Top of MATERIAL FOR THIS EXERCISE
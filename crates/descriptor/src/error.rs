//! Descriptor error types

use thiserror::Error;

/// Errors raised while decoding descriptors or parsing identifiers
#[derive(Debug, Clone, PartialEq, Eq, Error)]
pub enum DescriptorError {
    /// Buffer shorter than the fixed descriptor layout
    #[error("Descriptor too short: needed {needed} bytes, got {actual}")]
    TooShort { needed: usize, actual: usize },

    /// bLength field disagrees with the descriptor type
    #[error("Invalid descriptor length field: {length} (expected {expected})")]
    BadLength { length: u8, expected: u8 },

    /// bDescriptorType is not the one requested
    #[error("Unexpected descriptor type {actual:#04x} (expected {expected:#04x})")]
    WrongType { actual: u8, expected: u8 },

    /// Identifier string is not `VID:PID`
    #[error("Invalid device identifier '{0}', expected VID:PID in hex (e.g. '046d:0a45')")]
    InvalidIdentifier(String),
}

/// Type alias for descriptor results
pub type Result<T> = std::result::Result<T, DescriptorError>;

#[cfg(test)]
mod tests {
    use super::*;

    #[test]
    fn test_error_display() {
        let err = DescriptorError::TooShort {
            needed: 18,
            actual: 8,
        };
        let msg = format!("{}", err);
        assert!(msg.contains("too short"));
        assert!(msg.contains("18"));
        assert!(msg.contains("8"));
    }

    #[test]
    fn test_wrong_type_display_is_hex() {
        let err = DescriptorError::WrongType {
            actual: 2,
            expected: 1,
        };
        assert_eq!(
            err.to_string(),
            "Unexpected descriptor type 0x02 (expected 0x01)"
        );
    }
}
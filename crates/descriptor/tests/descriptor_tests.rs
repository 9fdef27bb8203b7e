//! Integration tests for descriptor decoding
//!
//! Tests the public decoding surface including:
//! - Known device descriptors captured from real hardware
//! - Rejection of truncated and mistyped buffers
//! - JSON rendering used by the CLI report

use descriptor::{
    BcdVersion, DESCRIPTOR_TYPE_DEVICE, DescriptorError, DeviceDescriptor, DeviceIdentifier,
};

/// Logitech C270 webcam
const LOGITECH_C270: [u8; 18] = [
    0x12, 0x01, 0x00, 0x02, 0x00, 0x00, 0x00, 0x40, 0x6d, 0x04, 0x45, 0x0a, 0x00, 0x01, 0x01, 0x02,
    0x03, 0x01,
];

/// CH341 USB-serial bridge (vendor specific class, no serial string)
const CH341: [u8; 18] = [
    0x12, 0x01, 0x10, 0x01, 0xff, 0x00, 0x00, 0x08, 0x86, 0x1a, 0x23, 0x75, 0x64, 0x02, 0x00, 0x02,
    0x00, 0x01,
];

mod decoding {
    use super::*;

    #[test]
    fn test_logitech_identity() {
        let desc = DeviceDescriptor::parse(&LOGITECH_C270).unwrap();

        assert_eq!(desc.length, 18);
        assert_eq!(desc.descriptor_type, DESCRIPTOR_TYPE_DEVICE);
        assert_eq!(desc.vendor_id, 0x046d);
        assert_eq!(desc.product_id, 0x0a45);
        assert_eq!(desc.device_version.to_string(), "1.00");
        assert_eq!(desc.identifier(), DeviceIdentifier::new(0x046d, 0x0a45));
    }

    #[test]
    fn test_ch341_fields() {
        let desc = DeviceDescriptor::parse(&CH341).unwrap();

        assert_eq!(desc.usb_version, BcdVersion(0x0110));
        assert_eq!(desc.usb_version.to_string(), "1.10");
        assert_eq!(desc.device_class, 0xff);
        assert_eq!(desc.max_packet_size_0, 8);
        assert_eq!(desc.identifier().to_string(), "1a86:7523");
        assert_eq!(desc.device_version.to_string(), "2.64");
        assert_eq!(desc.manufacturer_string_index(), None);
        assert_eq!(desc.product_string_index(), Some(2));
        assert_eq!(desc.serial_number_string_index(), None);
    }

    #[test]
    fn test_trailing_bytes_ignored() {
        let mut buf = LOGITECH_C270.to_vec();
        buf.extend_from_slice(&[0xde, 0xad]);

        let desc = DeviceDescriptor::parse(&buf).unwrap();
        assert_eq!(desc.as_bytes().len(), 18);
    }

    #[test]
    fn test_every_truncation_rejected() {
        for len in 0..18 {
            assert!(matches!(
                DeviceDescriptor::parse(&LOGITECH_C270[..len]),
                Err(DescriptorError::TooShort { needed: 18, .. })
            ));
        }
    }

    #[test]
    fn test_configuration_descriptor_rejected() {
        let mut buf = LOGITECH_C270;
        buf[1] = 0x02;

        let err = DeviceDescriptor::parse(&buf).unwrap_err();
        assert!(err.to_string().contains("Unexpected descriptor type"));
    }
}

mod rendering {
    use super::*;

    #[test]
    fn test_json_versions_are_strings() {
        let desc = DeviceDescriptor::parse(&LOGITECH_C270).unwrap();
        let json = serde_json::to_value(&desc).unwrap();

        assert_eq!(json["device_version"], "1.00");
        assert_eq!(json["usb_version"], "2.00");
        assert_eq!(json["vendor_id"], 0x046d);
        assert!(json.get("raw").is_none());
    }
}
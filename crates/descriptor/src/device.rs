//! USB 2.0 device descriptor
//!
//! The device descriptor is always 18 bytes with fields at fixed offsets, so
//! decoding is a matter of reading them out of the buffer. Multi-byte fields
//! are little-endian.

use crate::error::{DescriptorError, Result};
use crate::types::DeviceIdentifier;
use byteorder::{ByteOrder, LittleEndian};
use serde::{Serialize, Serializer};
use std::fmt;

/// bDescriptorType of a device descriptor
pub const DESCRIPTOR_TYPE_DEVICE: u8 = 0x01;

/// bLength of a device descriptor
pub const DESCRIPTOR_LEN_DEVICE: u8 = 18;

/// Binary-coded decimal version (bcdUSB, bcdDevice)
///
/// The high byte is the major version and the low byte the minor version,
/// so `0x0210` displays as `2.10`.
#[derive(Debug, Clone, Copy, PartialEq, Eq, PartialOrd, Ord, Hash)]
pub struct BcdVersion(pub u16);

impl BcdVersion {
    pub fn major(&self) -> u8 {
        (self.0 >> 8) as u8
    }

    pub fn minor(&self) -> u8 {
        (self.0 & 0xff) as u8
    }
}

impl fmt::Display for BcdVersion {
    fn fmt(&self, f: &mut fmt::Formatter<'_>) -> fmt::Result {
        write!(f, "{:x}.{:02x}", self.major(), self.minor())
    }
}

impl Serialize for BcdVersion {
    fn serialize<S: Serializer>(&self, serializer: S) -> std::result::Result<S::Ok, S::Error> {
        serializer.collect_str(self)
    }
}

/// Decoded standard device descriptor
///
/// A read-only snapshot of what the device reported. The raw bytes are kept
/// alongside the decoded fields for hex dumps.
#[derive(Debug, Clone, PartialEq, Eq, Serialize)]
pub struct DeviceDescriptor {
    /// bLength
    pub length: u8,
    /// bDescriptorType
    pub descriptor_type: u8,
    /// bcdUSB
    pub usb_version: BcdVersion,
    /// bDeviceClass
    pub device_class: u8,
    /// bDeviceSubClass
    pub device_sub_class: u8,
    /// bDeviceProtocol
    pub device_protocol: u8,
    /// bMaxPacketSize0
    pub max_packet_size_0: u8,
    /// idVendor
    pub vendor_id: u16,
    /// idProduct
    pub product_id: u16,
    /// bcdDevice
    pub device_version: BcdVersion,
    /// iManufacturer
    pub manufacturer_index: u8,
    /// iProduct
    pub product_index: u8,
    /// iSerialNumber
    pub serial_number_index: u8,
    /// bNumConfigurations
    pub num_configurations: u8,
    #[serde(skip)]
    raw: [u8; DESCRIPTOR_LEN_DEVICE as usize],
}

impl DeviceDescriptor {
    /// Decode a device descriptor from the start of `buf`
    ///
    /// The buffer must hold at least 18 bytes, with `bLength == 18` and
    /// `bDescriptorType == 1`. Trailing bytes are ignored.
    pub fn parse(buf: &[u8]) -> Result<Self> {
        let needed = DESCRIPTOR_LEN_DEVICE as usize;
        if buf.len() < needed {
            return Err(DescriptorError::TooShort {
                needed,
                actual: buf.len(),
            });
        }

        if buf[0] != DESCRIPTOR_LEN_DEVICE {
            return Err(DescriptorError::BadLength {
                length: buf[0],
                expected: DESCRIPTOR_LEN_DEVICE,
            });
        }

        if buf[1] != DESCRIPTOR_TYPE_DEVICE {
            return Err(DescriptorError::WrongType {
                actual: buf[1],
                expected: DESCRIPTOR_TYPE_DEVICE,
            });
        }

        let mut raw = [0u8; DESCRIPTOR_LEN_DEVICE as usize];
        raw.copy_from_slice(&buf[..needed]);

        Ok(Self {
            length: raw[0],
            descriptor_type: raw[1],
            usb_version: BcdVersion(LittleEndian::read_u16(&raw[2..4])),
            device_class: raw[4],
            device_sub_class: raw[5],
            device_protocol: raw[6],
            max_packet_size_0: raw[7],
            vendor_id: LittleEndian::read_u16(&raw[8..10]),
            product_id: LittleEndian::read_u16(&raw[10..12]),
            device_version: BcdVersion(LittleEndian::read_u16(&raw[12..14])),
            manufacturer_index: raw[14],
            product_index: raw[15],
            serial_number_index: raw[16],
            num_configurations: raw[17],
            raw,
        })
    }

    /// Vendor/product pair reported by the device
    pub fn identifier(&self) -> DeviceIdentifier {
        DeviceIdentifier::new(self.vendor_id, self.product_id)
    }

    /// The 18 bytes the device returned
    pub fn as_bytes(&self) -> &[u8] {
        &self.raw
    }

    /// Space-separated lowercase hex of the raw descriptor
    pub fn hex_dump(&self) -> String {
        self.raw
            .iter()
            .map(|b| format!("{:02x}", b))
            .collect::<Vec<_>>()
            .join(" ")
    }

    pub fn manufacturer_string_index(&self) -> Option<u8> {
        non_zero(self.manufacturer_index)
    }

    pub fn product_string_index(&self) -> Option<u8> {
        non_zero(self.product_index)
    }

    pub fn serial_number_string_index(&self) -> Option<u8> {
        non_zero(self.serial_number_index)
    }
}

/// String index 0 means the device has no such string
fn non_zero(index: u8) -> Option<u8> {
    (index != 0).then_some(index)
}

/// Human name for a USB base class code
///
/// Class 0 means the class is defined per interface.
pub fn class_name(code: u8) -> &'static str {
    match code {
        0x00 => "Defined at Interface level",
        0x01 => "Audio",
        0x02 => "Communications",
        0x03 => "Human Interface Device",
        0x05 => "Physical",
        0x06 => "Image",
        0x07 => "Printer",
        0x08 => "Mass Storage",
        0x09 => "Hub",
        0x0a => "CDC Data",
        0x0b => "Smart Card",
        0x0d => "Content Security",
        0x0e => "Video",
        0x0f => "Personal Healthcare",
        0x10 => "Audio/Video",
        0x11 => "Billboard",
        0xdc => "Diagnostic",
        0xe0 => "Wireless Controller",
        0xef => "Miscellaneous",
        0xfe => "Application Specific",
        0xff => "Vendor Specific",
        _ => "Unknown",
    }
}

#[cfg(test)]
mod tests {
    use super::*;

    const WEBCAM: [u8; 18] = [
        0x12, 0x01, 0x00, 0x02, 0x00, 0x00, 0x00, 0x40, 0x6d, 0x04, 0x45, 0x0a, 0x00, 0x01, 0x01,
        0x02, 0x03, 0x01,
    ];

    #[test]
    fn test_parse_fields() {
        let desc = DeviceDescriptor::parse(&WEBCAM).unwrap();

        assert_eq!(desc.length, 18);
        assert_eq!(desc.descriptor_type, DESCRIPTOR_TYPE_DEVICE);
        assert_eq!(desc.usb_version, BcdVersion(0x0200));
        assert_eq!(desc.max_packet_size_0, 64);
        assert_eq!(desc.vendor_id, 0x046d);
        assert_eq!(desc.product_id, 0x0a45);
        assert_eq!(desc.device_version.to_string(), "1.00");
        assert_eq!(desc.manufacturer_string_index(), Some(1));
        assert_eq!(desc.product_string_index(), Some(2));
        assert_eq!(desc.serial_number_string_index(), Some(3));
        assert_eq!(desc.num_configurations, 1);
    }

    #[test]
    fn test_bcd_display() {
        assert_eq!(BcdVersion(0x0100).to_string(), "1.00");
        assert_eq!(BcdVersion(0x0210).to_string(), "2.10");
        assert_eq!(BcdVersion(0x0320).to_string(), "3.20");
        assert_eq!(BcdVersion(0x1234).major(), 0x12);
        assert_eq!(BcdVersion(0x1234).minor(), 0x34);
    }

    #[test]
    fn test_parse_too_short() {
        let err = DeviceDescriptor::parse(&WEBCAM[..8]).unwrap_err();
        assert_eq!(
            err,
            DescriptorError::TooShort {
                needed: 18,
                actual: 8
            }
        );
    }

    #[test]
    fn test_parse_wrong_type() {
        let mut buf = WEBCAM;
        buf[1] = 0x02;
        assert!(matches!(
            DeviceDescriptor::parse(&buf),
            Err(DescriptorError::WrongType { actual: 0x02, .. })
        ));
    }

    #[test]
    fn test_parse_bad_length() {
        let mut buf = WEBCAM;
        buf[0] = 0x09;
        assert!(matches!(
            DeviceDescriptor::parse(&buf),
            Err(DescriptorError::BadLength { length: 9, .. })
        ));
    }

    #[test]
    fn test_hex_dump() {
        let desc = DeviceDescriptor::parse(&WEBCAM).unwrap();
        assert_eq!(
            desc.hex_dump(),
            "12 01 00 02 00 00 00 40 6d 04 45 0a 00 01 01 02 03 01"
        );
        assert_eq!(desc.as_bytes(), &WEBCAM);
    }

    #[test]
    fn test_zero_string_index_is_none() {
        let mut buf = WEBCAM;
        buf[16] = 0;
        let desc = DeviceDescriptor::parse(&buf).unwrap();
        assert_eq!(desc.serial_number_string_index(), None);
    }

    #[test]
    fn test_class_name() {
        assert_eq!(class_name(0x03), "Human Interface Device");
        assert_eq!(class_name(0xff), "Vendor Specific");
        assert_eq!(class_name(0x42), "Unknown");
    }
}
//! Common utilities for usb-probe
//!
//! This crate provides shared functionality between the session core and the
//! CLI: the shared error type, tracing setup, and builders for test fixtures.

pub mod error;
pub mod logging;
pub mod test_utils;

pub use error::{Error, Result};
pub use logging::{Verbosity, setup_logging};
Bottom of MATERIAL FOR THIS EXERCISE
Going back to the entries above, set down exactly the lines that begin at the one with "const LOGITECH_C270: [u8;" and end at the one with "assert_eq!(desc.manufacturer_string_index(), None);", both included, and nothing else.

__EXPECTED ANSWER__:
const LOGITECH_C270: [u8; 18] = [
    0x12, 0x01, 0x00, 0x02, 0x00, 0x00, 0x00, 0x40, 0x6d, 0x04, 0x45, 0x0a, 0x00, 0x01, 0x01, 0x02,
    0x03, 0x01,
];

/// CH341 USB-serial bridge (vendor specific class, no serial string)
const CH341: [u8; 18] = [
    0x12, 0x01, 0x10, 0x01, 0xff, 0x00, 0x00, 0x08, 0x86, 0x1a, 0x23, 0x75, 0x64, 0x02, 0x00, 0x02,
    0x00, 0x01,
];

mod decoding {
    use super::*;

    #[test]
    fn test_logitech_identity() {
        let desc = DeviceDescriptor::parse(&LOGITECH_C270).unwrap();

        assert_eq!(desc.length, 18);
        assert_eq!(desc.descriptor_type, DESCRIPTOR_TYPE_DEVICE);
        assert_eq!(desc.vendor_id, 0x046d);
        assert_eq!(desc.product_id, 0x0a45);
        assert_eq!(desc.device_version.to_string(), "1.00");
        assert_eq!(desc.identifier(), DeviceIdentifier::new(0x046d, 0x0a45));
    }

    #[test]
    fn test_ch341_fields() {
        let desc = DeviceDescriptor::parse(&CH341).unwrap();

        assert_eq!(desc.usb_version, BcdVersion(0x0110));
        assert_eq!(desc.usb_version.to_string(), "1.10");
        assert_eq!(desc.device_class, 0xff);
        assert_eq!(desc.max_packet_size_0, 8);
        assert_eq!(desc.identifier().to_string(), "1a86:7523");
        assert_eq!(desc.device_version.to_string(), "2.64");
        assert_eq!(desc.manufacturer_string_index(), None);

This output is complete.